### Listed entries
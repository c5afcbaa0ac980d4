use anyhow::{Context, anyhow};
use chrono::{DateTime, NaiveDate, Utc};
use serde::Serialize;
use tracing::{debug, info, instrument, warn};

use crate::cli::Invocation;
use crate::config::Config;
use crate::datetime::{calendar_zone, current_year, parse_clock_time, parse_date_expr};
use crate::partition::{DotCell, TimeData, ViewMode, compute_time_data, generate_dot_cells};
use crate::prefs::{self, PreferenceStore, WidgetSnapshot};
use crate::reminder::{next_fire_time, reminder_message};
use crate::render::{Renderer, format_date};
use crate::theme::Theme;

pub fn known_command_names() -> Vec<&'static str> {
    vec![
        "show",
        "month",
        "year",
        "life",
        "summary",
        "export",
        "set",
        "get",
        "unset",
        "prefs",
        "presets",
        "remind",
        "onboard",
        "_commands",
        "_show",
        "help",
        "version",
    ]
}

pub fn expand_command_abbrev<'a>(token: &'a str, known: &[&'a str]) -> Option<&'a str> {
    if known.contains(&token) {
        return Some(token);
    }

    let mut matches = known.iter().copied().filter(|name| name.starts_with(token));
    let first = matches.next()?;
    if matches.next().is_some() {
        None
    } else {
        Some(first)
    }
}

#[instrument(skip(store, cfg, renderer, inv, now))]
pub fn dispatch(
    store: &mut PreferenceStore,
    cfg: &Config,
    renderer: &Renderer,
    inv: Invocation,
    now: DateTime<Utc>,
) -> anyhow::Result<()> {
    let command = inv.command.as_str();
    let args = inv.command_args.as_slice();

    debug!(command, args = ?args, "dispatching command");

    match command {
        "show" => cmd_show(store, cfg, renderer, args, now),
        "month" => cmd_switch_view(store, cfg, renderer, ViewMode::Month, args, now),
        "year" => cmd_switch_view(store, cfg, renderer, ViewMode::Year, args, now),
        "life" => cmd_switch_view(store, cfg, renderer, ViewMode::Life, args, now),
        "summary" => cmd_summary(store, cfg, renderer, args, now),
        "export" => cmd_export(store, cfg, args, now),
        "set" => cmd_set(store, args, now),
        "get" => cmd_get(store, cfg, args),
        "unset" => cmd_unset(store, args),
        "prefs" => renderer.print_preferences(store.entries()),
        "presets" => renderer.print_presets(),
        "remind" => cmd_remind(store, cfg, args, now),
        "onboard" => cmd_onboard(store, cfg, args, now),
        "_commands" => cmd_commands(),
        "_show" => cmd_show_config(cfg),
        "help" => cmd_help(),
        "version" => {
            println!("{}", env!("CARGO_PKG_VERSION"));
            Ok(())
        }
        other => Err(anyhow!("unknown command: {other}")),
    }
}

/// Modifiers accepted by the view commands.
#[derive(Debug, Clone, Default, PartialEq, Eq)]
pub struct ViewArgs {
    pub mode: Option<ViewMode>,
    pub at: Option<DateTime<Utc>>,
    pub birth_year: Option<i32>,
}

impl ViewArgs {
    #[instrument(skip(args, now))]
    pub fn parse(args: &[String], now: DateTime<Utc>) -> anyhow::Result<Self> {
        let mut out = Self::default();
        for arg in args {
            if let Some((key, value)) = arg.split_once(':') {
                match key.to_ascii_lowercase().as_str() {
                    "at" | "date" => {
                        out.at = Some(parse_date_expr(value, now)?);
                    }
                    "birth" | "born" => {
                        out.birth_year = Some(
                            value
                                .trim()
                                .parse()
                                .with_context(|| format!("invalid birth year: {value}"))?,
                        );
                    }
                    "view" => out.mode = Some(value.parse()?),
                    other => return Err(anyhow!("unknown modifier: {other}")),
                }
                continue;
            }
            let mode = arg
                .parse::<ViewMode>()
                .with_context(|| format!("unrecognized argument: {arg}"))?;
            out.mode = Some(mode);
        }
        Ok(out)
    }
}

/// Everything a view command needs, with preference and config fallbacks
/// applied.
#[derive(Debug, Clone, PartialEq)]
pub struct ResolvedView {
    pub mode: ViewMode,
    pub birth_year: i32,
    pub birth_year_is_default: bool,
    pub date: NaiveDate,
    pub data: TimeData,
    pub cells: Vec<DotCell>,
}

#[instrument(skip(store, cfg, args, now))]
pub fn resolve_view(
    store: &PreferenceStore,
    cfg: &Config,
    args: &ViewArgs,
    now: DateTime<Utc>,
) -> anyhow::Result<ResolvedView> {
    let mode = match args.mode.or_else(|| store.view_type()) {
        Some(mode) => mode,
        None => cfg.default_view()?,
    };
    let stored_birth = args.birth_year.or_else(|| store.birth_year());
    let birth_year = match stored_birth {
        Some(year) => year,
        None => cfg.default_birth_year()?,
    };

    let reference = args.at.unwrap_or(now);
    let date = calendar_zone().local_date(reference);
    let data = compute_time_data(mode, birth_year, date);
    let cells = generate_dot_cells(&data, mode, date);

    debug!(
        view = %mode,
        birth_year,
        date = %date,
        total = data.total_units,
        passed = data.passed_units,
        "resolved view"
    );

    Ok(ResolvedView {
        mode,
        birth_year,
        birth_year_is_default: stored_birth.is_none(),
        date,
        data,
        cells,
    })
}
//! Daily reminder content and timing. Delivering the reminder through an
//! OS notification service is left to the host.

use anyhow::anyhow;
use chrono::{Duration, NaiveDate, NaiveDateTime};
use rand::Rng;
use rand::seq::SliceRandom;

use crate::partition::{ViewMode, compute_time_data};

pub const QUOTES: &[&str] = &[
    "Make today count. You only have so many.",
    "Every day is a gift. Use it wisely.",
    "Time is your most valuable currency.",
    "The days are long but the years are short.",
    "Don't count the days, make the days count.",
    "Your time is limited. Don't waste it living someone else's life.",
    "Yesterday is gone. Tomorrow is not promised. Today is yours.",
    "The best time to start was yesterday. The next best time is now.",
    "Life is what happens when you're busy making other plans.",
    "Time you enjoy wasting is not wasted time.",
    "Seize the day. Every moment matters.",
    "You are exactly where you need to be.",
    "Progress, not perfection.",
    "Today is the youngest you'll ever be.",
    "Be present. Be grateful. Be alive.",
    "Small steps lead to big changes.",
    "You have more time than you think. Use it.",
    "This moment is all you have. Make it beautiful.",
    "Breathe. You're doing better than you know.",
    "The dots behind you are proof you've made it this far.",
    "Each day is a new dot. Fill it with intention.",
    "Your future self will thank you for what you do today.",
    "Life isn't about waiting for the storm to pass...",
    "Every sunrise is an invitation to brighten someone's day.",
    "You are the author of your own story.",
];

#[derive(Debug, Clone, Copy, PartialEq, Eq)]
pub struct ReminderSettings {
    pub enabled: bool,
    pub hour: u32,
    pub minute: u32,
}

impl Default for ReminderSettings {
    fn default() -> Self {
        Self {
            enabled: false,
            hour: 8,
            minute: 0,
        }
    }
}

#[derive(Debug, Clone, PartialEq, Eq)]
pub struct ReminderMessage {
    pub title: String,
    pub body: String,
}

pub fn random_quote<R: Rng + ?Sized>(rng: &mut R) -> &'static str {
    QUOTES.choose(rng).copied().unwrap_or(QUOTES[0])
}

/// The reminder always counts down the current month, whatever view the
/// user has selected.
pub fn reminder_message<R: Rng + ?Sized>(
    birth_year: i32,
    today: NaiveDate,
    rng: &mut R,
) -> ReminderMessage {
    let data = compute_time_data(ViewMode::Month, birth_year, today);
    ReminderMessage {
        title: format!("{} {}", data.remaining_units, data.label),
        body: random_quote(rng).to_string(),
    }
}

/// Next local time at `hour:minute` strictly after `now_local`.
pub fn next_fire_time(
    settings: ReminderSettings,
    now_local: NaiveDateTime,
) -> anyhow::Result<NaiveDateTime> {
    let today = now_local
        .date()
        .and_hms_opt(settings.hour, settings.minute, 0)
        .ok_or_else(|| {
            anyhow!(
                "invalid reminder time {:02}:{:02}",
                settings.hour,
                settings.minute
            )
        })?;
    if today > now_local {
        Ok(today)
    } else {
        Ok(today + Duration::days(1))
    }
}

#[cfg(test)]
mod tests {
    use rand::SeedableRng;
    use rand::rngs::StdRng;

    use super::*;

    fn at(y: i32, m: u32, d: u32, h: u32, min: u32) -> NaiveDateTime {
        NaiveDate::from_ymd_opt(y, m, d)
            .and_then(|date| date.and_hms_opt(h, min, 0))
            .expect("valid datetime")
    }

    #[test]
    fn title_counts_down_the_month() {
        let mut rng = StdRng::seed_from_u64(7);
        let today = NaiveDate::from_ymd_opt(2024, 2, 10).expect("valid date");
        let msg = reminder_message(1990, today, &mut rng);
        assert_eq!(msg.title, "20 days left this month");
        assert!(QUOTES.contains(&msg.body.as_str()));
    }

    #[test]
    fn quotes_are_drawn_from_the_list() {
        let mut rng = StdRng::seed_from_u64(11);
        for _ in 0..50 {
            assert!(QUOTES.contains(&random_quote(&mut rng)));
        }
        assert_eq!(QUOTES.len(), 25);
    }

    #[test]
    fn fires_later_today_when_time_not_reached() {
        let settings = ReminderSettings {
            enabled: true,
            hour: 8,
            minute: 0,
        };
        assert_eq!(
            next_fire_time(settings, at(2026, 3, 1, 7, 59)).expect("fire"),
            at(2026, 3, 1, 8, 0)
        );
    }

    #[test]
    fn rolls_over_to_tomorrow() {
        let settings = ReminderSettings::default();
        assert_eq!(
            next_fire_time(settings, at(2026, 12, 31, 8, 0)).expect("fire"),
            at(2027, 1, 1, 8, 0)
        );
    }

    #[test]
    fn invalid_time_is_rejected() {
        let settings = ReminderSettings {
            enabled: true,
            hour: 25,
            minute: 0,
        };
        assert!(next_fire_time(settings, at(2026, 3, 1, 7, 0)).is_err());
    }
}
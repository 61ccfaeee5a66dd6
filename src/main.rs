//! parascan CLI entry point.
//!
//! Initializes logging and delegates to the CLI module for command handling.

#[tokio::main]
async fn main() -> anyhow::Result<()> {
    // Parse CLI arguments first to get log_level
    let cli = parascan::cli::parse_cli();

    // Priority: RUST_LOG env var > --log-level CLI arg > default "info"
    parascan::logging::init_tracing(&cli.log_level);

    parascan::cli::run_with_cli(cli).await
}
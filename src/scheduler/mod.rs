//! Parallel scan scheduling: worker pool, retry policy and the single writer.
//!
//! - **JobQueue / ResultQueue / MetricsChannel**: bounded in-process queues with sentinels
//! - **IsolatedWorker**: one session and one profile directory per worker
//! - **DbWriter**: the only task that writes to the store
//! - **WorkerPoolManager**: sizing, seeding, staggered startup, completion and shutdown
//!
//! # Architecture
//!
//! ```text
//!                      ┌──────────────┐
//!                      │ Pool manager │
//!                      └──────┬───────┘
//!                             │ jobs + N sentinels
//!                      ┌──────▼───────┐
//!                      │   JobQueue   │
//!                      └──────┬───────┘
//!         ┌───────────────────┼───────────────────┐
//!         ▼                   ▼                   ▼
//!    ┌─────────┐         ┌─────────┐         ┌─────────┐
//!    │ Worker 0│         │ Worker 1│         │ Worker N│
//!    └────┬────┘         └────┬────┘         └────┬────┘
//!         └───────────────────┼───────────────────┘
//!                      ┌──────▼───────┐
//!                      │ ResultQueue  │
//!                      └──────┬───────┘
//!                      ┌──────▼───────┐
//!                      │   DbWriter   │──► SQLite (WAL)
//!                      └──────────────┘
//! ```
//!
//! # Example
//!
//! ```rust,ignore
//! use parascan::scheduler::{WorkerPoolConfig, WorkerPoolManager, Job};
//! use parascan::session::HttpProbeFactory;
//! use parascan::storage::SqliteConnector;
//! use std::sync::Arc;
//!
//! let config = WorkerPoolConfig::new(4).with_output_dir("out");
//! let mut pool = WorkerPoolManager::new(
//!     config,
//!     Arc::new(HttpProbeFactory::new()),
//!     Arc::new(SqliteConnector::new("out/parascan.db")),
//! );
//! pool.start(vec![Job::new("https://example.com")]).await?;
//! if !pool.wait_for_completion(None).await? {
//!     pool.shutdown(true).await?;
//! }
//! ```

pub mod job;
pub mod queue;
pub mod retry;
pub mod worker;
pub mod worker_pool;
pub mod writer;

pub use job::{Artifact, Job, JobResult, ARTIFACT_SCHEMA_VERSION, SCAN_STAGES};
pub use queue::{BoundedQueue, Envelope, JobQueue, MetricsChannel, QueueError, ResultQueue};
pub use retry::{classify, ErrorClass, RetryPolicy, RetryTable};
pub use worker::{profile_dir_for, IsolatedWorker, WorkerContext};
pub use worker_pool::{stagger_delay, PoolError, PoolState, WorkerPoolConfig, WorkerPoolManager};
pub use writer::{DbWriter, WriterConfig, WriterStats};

### Activity
Your reply must be one number, namely the count of lines above that hold the string "scheduler".

### The completed task
2